Your assignment. Nothing in the records below may change; print them all exactly.

=== The input ===

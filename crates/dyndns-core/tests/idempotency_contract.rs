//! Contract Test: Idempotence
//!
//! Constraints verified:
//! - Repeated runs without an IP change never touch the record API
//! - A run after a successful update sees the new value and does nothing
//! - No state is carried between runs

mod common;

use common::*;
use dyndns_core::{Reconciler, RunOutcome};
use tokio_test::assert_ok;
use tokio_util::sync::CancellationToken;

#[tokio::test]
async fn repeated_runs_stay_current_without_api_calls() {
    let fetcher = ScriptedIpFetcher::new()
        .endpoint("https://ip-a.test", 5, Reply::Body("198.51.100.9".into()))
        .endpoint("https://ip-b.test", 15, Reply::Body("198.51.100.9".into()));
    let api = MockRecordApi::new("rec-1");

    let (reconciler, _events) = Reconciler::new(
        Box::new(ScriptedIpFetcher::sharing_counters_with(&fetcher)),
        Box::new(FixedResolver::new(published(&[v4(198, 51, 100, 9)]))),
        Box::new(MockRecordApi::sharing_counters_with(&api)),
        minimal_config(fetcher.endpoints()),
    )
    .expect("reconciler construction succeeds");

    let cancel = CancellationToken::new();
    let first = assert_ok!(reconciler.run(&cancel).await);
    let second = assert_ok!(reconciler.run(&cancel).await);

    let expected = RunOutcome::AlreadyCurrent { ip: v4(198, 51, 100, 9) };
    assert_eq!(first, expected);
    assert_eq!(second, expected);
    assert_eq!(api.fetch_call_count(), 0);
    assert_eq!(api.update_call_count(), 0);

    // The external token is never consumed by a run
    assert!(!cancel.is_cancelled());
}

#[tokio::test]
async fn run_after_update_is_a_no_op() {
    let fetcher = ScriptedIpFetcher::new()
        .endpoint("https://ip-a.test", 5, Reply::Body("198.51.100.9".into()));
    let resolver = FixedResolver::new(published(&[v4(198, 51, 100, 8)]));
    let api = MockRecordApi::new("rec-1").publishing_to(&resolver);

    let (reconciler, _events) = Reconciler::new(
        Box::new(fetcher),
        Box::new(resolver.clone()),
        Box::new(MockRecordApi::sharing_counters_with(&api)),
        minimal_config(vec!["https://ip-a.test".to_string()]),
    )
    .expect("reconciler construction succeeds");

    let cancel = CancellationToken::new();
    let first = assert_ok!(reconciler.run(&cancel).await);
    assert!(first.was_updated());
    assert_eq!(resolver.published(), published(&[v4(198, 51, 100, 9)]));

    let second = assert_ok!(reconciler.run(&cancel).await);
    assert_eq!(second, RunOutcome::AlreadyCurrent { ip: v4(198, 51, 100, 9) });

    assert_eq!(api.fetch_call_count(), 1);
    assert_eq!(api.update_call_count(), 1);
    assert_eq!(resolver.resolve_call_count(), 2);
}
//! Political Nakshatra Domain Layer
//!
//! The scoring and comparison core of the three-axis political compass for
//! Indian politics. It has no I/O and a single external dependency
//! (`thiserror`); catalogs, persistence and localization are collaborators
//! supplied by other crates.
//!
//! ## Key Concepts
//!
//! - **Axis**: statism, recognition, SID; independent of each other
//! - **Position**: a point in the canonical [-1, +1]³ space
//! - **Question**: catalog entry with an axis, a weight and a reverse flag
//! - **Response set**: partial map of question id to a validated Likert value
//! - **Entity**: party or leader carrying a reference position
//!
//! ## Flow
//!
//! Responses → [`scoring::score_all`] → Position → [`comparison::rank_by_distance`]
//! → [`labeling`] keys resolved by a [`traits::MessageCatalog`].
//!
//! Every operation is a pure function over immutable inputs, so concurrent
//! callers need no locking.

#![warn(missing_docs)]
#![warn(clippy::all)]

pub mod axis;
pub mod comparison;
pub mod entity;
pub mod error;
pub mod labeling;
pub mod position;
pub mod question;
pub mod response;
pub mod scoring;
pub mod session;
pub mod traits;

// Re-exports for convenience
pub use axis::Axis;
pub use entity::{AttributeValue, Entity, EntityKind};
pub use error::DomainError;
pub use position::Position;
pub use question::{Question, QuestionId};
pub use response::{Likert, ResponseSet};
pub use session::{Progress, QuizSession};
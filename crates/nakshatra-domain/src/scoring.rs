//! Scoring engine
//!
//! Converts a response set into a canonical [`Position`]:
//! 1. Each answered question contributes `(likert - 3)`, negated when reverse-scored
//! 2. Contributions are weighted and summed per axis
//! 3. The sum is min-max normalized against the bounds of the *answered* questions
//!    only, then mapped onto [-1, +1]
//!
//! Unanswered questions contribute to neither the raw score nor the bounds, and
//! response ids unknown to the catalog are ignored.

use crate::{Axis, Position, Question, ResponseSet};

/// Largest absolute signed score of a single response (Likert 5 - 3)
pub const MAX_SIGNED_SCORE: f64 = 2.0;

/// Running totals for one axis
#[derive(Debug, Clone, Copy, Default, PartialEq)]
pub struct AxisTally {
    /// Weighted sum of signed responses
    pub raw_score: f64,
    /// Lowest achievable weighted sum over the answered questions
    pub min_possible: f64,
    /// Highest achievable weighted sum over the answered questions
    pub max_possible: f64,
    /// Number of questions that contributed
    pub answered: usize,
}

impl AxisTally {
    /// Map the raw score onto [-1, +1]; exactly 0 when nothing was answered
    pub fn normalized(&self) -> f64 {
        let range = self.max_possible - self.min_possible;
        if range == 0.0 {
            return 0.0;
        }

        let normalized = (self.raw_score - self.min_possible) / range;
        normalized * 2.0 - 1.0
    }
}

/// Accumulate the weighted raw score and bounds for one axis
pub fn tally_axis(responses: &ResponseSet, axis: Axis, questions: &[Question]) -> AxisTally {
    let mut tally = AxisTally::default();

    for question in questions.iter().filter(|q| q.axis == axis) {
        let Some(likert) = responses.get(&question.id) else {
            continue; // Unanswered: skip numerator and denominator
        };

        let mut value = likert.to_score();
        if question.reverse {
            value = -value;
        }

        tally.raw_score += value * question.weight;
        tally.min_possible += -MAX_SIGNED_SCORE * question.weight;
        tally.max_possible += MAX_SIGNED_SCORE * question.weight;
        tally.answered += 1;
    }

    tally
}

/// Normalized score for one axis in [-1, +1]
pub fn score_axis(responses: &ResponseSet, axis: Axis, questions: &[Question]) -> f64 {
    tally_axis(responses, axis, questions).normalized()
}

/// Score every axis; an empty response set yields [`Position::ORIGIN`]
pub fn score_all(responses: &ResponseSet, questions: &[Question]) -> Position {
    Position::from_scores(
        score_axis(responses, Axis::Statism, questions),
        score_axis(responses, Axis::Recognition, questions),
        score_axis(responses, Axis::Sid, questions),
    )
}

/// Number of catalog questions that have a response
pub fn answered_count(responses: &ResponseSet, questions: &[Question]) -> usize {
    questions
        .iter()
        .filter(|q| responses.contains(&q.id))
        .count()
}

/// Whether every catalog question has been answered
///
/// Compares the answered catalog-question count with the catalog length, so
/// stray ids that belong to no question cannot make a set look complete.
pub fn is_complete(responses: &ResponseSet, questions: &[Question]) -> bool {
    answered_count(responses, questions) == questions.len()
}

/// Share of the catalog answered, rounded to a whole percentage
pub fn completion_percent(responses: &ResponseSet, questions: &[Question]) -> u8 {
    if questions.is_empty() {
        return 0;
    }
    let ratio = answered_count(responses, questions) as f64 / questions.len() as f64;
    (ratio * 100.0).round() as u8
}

===

Answer to the exercise.
filename crates/dyndns-core/tests/idempotency_contract.rs
//! Contract Test: Idempotence
//!
//! Constraints verified:
//! - Repeated runs without an IP change never touch the record API
//! - A run after a successful update sees the new value and does nothing
//! - No state is carried between runs

mod common;

use common::*;
use dyndns_core::{Reconciler, RunOutcome};
use tokio_test::assert_ok;
use tokio_util::sync::CancellationToken;

#[tokio::test]
async fn repeated_runs_stay_current_without_api_calls() {
    let fetcher = ScriptedIpFetcher::new()
        .endpoint("https://ip-a.test", 5, Reply::Body("198.51.100.9".into()))
        .endpoint("https://ip-b.test", 15, Reply::Body("198.51.100.9".into()));
    let api = MockRecordApi::new("rec-1");

    let (reconciler, _events) = Reconciler::new(
        Box::new(ScriptedIpFetcher::sharing_counters_with(&fetcher)),
        Box::new(FixedResolver::new(published(&[v4(198, 51, 100, 9)]))),
        Box::new(MockRecordApi::sharing_counters_with(&api)),
        minimal_config(fetcher.endpoints()),
    )
    .expect("reconciler construction succeeds");

    let cancel = CancellationToken::new();
    let first = assert_ok!(reconciler.run(&cancel).await);
    let second = assert_ok!(reconciler.run(&cancel).await);

    let expected = RunOutcome::AlreadyCurrent { ip: v4(198, 51, 100, 9) };
    assert_eq!(first, expected);
    assert_eq!(second, expected);
    assert_eq!(api.fetch_call_count(), 0);
    assert_eq!(api.update_call_count(), 0);

    // The external token is never consumed by a run
    assert!(!cancel.is_cancelled());
}

#[tokio::test]
async fn run_after_update_is_a_no_op() {
    let fetcher = ScriptedIpFetcher::new()
        .endpoint("https://ip-a.test", 5, Reply::Body("198.51.100.9".into()));
    let resolver = FixedResolver::new(published(&[v4(198, 51, 100, 8)]));
    let api = MockRecordApi::new("rec-1").publishing_to(&resolver);

    let (reconciler, _events) = Reconciler::new(
        Box::new(fetcher),
        Box::new(resolver.clone()),
        Box::new(MockRecordApi::sharing_counters_with(&api)),
        minimal_config(vec!["https://ip-a.test".to_string()]),
    )
    .expect("reconciler construction succeeds");

    let cancel = CancellationToken::new();
    let first = assert_ok!(reconciler.run(&cancel).await);
    assert!(first.was_updated());
    assert_eq!(resolver.published(), published(&[v4(198, 51, 100, 9)]));

    let second = assert_ok!(reconciler.run(&cancel).await);
    assert_eq!(second, RunOutcome::AlreadyCurrent { ip: v4(198, 51, 100, 9) });

    assert_eq!(api.fetch_call_count(), 1);
    assert_eq!(api.update_call_count(), 1);
    assert_eq!(resolver.resolve_call_count(), 2);
}
//! Political Nakshatra Domain Layer
//!
//! The scoring and comparison core of the three-axis political compass for
//! Indian politics. It has no I/O and a single external dependency
//! (`thiserror`); catalogs, persistence and localization are collaborators
//! supplied by other crates.
//!
//! ## Key Concepts
//!
//! - **Axis**: statism, recognition, SID; independent of each other
//! - **Position**: a point in the canonical [-1, +1]³ space
//! - **Question**: catalog entry with an axis, a weight and a reverse flag
//! - **Response set**: partial map of question id to a validated Likert value
//! - **Entity**: party or leader carrying a reference position
//!
//! ## Flow
//!
//! Responses → [`scoring::score_all`] → Position → [`comparison::rank_by_distance`]
//! → [`labeling`] keys resolved by a [`traits::MessageCatalog`].
//!
//! Every operation is a pure function over immutable inputs, so concurrent
//! callers need no locking.

#![warn(missing_docs)]
#![warn(clippy::all)]

pub mod axis;
pub mod comparison;
pub mod entity;
pub mod error;
pub mod labeling;
pub mod position;
pub mod question;
pub mod response;
pub mod scoring;
pub mod session;
pub mod traits;

// Re-exports for convenience
pub use axis::Axis;
pub use entity::{AttributeValue, Entity, EntityKind};
pub use error::DomainError;
pub use position::Position;
pub use question::{Question, QuestionId};
pub use response::{Likert, ResponseSet};
pub use session::{Progress, QuizSession};
filename crates/nakshatra-domain/src/scoring.rs
//! Scoring engine
//!
//! Converts a response set into a canonical [`Position`]:
//! 1. Each answered question contributes `(likert - 3)`, negated when reverse-scored
//! 2. Contributions are weighted and summed per axis
//! 3. The sum is min-max normalized against the bounds of the *answered* questions
//!    only, then mapped onto [-1, +1]
//!
//! Unanswered questions contribute to neither the raw score nor the bounds, and
//! response ids unknown to the catalog are ignored.

use crate::{Axis, Position, Question, ResponseSet};

/// Largest absolute signed score of a single response (Likert 5 - 3)
pub const MAX_SIGNED_SCORE: f64 = 2.0;

/// Running totals for one axis
#[derive(Debug, Clone, Copy, Default, PartialEq)]
pub struct AxisTally {
    /// Weighted sum of signed responses
    pub raw_score: f64,
    /// Lowest achievable weighted sum over the answered questions
    pub min_possible: f64,
    /// Highest achievable weighted sum over the answered questions
    pub max_possible: f64,
    /// Number of questions that contributed
    pub answered: usize,
}

impl AxisTally {
    /// Map the raw score onto [-1, +1]; exactly 0 when nothing was answered
    pub fn normalized(&self) -> f64 {
        let range = self.max_possible - self.min_possible;
        if range == 0.0 {
            return 0.0;
        }

        let normalized = (self.raw_score - self.min_possible) / range;
        normalized * 2.0 - 1.0
    }
}

/// Accumulate the weighted raw score and bounds for one axis
pub fn tally_axis(responses: &ResponseSet, axis: Axis, questions: &[Question]) -> AxisTally {
    let mut tally = AxisTally::default();

    for question in questions.iter().filter(|q| q.axis == axis) {
        let Some(likert) = responses.get(&question.id) else {
            continue; // Unanswered: skip numerator and denominator
        };

        let mut value = likert.to_score();
        if question.reverse {
            value = -value;
        }

        tally.raw_score += value * question.weight;
        tally.min_possible += -MAX_SIGNED_SCORE * question.weight;
        tally.max_possible += MAX_SIGNED_SCORE * question.weight;
        tally.answered += 1;
    }

    tally
}

/// Normalized score for one axis in [-1, +1]
pub fn score_axis(responses: &ResponseSet, axis: Axis, questions: &[Question]) -> f64 {
    tally_axis(responses, axis, questions).normalized()
}

/// Score every axis; an empty response set yields [`Position::ORIGIN`]
pub fn score_all(responses: &ResponseSet, questions: &[Question]) -> Position {
    Position::from_scores(
        score_axis(responses, Axis::Statism, questions),
        score_axis(responses, Axis::Recognition, questions),
        score_axis(responses, Axis::Sid, questions),
    )
}

/// Number of catalog questions that have a response
pub fn answered_count(responses: &ResponseSet, questions: &[Question]) -> usize {
    questions
        .iter()
        .filter(|q| responses.contains(&q.id))
        .count()
}

/// Whether every catalog question has been answered
///
/// Compares the answered catalog-question count with the catalog length, so
/// stray ids that belong to no question cannot make a set look complete.
pub fn is_complete(responses: &ResponseSet, questions: &[Question]) -> bool {
    answered_count(responses, questions) == questions.len()
}

/// Share of the catalog answered, rounded to a whole percentage
pub fn completion_percent(responses: &ResponseSet, questions: &[Question]) -> u8 {
    if questions.is_empty() {
        return 0;
    }
    let ratio = answered_count(responses, questions) as f64 / questions.len() as f64;
    (ratio * 100.0).round() as u8
}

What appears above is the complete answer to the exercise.